Let the label space be $\mathcal{Y}=\{1,\dots,C\}$. For each draw $i\in\{1,\dots,N\}$, the model produces an answer string $a^{(i)}$, which we map to a class via a parsing function $\phi:\text{text}\!\to\!\mathcal{Y}$ (e.g., extracting “A/B/C/D” or $\{1,\dots,C\}$). Denote the parsed class by $\hat a^{(i)}=\phi\!\bigl(a^{(i)}\bigr)\in\mathcal{Y}$. Formally,

$$
\{a^{(i)}\}_{i=1}^N \;\overset{\text{i.i.d.}}{\sim}\; \mathsf{LRM}(\bx,q), \qquad 
\hat y^{(i)}=\phi\!\bigl(a^{(i)}\bigr). \label{eq:one_stage_inference}
$$

Each $\hat y^{(i)}$ can be viewed as a draw from the LM-induced predictive distribution over classes, $p(y\mid \bx,q)$. We estimate these class probabilities by Monte Carlo:

\begin{equation}
\widehat{p}(y=c \mid \bx,q) \;=\; \frac{1}{N}\sum_{i=1}^{N}\mathbb{I}\!\bigl(\hat y^{(i)}=c\bigr).
\end{equation}

The final prediction is the maximum-probability class under this estimate:

\begin{equation}
\hat y \;=\; \arg\max_{c\in\{1,\dots,C\}} \widehat{p}(y=c\mid \bx,q).
\end{equation}

\paragraph{Two-Stage TTS.}
For two-stage inference in medical image diagnosis, we can apply TTS both in the description stage and in the diagnosis stage.
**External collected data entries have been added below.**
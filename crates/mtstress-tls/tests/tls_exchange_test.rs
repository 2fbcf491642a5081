//! End-to-end exchanges over rustls.

use std::{fs, sync::Arc};

use mtstress_core::{
    CLIENT_HELLO, Endpoint, Exchange, RunConfig, SERVER_HELLO, SessionContext, SessionLibrary,
    pipe::DEFAULT_CAPACITY, pool,
};
use mtstress_tls::{TlsError, TlsLibrary, TlsLock, TlsSettings};

fn exchange_once(library: &TlsLibrary) -> mtstress_core::ExchangeReport {
    let client = Endpoint::owned(library.client().new_session().unwrap()).unwrap();
    let server = Endpoint::owned(library.server().new_session().unwrap()).unwrap();
    Exchange::new(client, server, DEFAULT_CAPACITY).unwrap().run().unwrap()
}

#[test]
fn pinned_server_exchange() {
    let library = TlsLibrary::new(&TlsSettings::default()).unwrap();
    let report = exchange_once(&library);

    assert_eq!(report.client_received, SERVER_HELLO);
    assert_eq!(report.server_received, CLIENT_HELLO);
    assert!(report.rounds <= 8, "took {} rounds", report.rounds);

    let client = library.client().stats();
    let server = library.server().stats();
    assert_eq!((client.connects, client.connects_good), (1, 1));
    assert_eq!((server.accepts, server.accepts_good), (1, 1));
}

#[test]
fn pipes_smaller_than_a_flight_still_complete() {
    let library = TlsLibrary::new(&TlsSettings::default()).unwrap();

    for capacity in [64, 256, 1024] {
        let client = Endpoint::owned(library.client().new_session().unwrap()).unwrap();
        let server = Endpoint::owned(library.server().new_session().unwrap()).unwrap();
        let report = Exchange::new(client, server, capacity)
            .unwrap()
            .run()
            .unwrap_or_else(|err| panic!("capacity {capacity}: {err}"));

        assert_eq!(report.client_received, SERVER_HELLO);
        assert_eq!(report.server_received, CLIENT_HELLO);
        assert!(report.server_bytes > capacity as u64);
    }
}

#[test]
fn small_pipes_keep_resumption_working() {
    let library = TlsLibrary::new(&TlsSettings::default()).unwrap();
    let mut client = library.client().new_session().unwrap();
    let mut server = library.server().new_session().unwrap();

    for _ in 0..3 {
        let c = Endpoint::borrowed(&mut client).unwrap();
        let s = Endpoint::borrowed(&mut server).unwrap();
        let report = Exchange::new(c, s, 64).unwrap().run().unwrap();
        assert_eq!(report.client_received, SERVER_HELLO);
    }

    assert_eq!(library.server().stats().cache_hits, 2);
}

#[test]
fn client_certificate_is_required_and_accepted() {
    let settings = TlsSettings { client_auth: true, ..TlsSettings::default() };
    let library = TlsLibrary::new(&settings).unwrap();

    let report = exchange_once(&library);
    assert_eq!(report.server_received, CLIENT_HELLO);
}

#[test]
fn reused_handle_resumes_from_server_cache() {
    let library = TlsLibrary::new(&TlsSettings::default()).unwrap();
    let mut client = library.client().new_session().unwrap();
    let mut server = library.server().new_session().unwrap();

    for _ in 0..3 {
        let c = Endpoint::borrowed(&mut client).unwrap();
        let s = Endpoint::borrowed(&mut server).unwrap();
        let report = Exchange::new(c, s, DEFAULT_CAPACITY).unwrap().run().unwrap();
        assert_eq!(report.client_received, SERVER_HELLO);
    }

    let stats = library.server().stats();
    assert_eq!(stats.cache_hits, 2);
    assert_eq!(stats.accepts_good, 3);
}

#[test]
fn fresh_handles_never_resume() {
    let library = TlsLibrary::new(&TlsSettings::default()).unwrap();
    for _ in 0..3 {
        exchange_once(&library);
    }
    assert_eq!(library.server().stats().cache_hits, 0);
}

#[test]
fn server_auth_without_anchors_is_rejected() {
    let settings = TlsSettings { server_auth: true, ..TlsSettings::default() };
    let err = TlsLibrary::new(&settings).unwrap_err();
    assert!(matches!(err, TlsError::NoTrustAnchors("server")));
}

#[test]
fn server_auth_with_ca_file_verifies_loaded_certificate() {
    let dir = tempfile::tempdir().unwrap();
    let certified = rcgen::generate_simple_self_signed(vec!["localhost".into()]).unwrap();

    let identity = dir.path().join("server.pem");
    fs::write(&identity, format!("{}{}", certified.cert.pem(), certified.key_pair.serialize_pem()))
        .unwrap();
    let ca = dir.path().join("ca.pem");
    fs::write(&ca, certified.cert.pem()).unwrap();

    let settings = TlsSettings {
        server_cert: Some(identity),
        ca_file: Some(ca),
        server_auth: true,
        ..TlsSettings::default()
    };
    let library = TlsLibrary::new(&settings).unwrap();
    let report = exchange_once(&library);
    assert_eq!(report.client_received, SERVER_HELLO);
}

#[test]
fn untrusted_server_fails_the_client() {
    let dir = tempfile::tempdir().unwrap();
    let other = rcgen::generate_simple_self_signed(vec!["localhost".into()]).unwrap();
    fs::write(dir.path().join("other.pem"), other.cert.pem()).unwrap();

    let settings = TlsSettings {
        ca_path: Some(dir.path().to_path_buf()),
        server_auth: true,
        ..TlsSettings::default()
    };
    let library = TlsLibrary::new(&settings).unwrap();

    let client = Endpoint::owned(library.client().new_session().unwrap()).unwrap();
    let server = Endpoint::owned(library.server().new_session().unwrap()).unwrap();
    let err = Exchange::new(client, server, DEFAULT_CAPACITY).unwrap().run().unwrap_err();
    assert!(err.to_string().contains("client"), "{err}");

    let errors = library.drain_errors();
    assert!(!errors.is_empty());
}

#[test]
fn pool_run_over_tls() {
    let library = Arc::new(TlsLibrary::new(&TlsSettings::default()).unwrap());
    let report = pool::run(Arc::clone(&library), RunConfig::new(4, 3).with_reuse(true)).unwrap();

    assert!(report.is_success());
    assert_eq!(report.completed_attempts(), 12);
    assert_eq!(report.server.cache_hits, 4 * 2);
    assert!(report.locks.get(TlsLock::SessionCache.id()).unwrap() > 0);
    assert_eq!(report.locks.iter().count(), TlsLock::COUNT);
}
Formally,
\begin{align}
\{v^{(i)}\}_{i=1}^N &\;\overset{\text{i.i.d.}}{\sim}\; \mathsf{VLM}(\bx,q_1) \\
\{a^{(i, j)}\}_{j=1}^M &\;\overset{\text{i.i.d.}}{\sim}\; \mathsf{LRM}(v^{(i)},q_2). \label{eq:two_stage_inference}
\end{align}
where $v^{(i)}$ denotes the $i$-th description sampled from the VLM in the first stage, and $a^{(i,j)}$ is the $j$-th diagnosis from the language model given that description in the second stage.
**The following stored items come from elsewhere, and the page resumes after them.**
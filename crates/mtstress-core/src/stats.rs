//! Per-context connection and session-cache statistics.

use std::fmt;

use crate::session::Role;

/// Counters a session context keeps across all of its sessions.
#[derive(Debug, Clone, Copy, Default, PartialEq, Eq)]
pub struct ContextStats {
    /// Session handles allocated
    pub sessions: u64,
    /// Client connections started
    pub connects: u64,
    /// Client connections whose handshake finished
    pub connects_good: u64,
    /// Server connections started
    pub accepts: u64,
    /// Server connections whose handshake finished
    pub accepts_good: u64,
    /// Offered sessions found in the cache
    pub cache_hits: u64,
    /// Offered sessions missing from the cache
    pub cache_misses: u64,
    /// Sessions currently held in the cache
    pub cache_items: u64,
}

impl ContextStats {
    /// Count a connection started in `role`.
    pub fn record_start(&mut self, role: Role) {
        match role {
            Role::Client => self.connects += 1,
            Role::Server => self.accepts += 1,
        }
    }

    /// Count a handshake finished in `role`.
    pub fn record_finished(&mut self, role: Role) {
        match role {
            Role::Client => self.connects_good += 1,
            Role::Server => self.accepts_good += 1,
        }
    }
}

impl fmt::Display for ContextStats {
    fn fmt(&self, f: &mut fmt::Formatter<'_>) -> fmt::Result {
        writeln!(f, "{:>6} items in the session cache", self.cache_items)?;
        writeln!(f, "{:>6} client connects", self.connects)?;
        writeln!(f, "{:>6} client connects that finished", self.connects_good)?;
        writeln!(f, "{:>6} server accepts", self.accepts)?;
        writeln!(f, "{:>6} server accepts that finished", self.accepts_good)?;
        writeln!(f, "{:>6} session cache hits", self.cache_hits)?;
        write!(f, "{:>6} session cache misses", self.cache_misses)
    }
}

#[cfg(test)]
mod tests {
    use super::*;

    #[test]
    fn roles_count_separately() {
        let mut stats = ContextStats::default();
        stats.record_start(Role::Client);
        stats.record_start(Role::Server);
        stats.record_start(Role::Server);
        stats.record_finished(Role::Server);

        assert_eq!(stats.connects, 1);
        assert_eq!(stats.accepts, 2);
        assert_eq!(stats.accepts_good, 1);
        assert_eq!(stats.connects_good, 0);
    }

    #[test]
    fn display_lists_every_counter() {
        let stats = ContextStats { cache_hits: 3, ..Default::default() };
        let text = stats.to_string();
        assert_eq!(text.lines().count(), 7);
        assert!(text.contains("     3 session cache hits"));
    }
}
Empirically, we observe that even under randomized decoding, the diagnosis $a^{(i,j)}$ remains unchanged for a fixed description $v^{(i)}$. This indicates that the predictive uncertainty originates from the reasoning process (description stage) rather than from the decision-making process (diagnosis stage). Consequently, there is no measurable gain from scaling test-time compute in the second stage, and we therefore set $M=1$. The final class probabilities and prediction are then estimated in the same way as in the single-stage case.